Colin is some sort of a British academic, but I find my own ideas and conceits echoed in his writing fairly often. You may deduce from this that he is intelligent, erudite, and devilishly handsome. The essay series I'm talking about here is a year-long project, started in January, for World Press Photo's Witness thing, which I guess is something like an electronic magazine. He's got 7 essays up now, plus an intro, which works out to about 1 a month, so I dare say we'll see a few more.

You can start with the intro here, and move on. There is a somewhat haphazard and often incomplete collection of links to later essays at the end of each one. With a bit of poking around you should be able to get to all of them, in sequence.

They're pretty good. As I started in on them, it fairly quickly occurred to me that he never seemed to be approaching any kind of conclusion, there's no big reveal, and so far there's no attempt at some masterful synthesis of all we have learned. Not too long after that I decided that what he was up to (so far) is not intended as a big think piece, but as a survey. A survey taken from a specific point of view, namely the methods and motivations various documentary photographic projects.

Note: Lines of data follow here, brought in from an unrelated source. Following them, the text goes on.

use validator::ValidationErrors;

use crate::coupons::CouponError;
use crate::money::QuantityError;
use crate::orders::repository::StoreError;
use crate::refund::RefundError;

/// Error types for order operations
#[derive(Debug, thiserror::Error)]
pub enum OrderError {
    #[error("Cannot order products that are missing from the cart")]
    InvalidProducts,

    #[error("Product is no longer available: {0}")]
    ProductUnavailable(String),

    #[error("Orders are limited to 100,000 units in total, got {0}")]
    QuantityExceeded(u64),

    #[error(transparent)]
    InvalidQuantity(#[from] QuantityError),

    #[error(transparent)]
    Coupon(#[from] CouponError),

    #[error("You do not have permission to access this order")]
    Forbidden,

    #[error("Order is already cancelled")]
    AlreadyCancelled,

    #[error("The cancellation period for this order has passed")]
    CancellationExpired,

    #[error(transparent)]
    Refund(#[from] RefundError),

    #[error("Order not found")]
    NotFound,

    #[error("Order price calculation overflowed")]
    PriceOverflow,

    #[error("Validation error: {0}")]
    Validation(#[from] ValidationErrors),

    #[error("Storage error: {0}")]
    Storage(String),
}

impl From<StoreError> for OrderError {
    fn from(err: StoreError) -> Self {
        OrderError::Storage(err.to_string())
    }
}

impl OrderError {
    /// Whether this error is an engine or storage fault rather than a
    /// rejected request
    ///
    /// Embedders normally map faults to 5xx-class responses and
    /// everything else to 4xx-class responses.
    pub fn is_fault(&self) -> bool {
        matches!(
            self,
            OrderError::Refund(_) | OrderError::PriceOverflow | OrderError::Storage(_)
        )
    }
}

In each essay, Colin tells us about some things, usually photographic things, and he sketches the politics that drove the making of those things. Gently, he issues judgments of those methods. It feels sometimes as though he's going to go all woke and irritating on us, but happily he sticks to bigger issues like "racism is bad" which, you know, a pretty broad spectrum of us can get behind, right? His judgments tend to fall along the lines of how closely the politics of the project hew to his own (and to mine), but what he is striving for with fair success is to judge based on how full, how rounded, how humanist the methods and motivations are.

Allow me to step back and re-cast some things I've been writing about more carefully and succinctly.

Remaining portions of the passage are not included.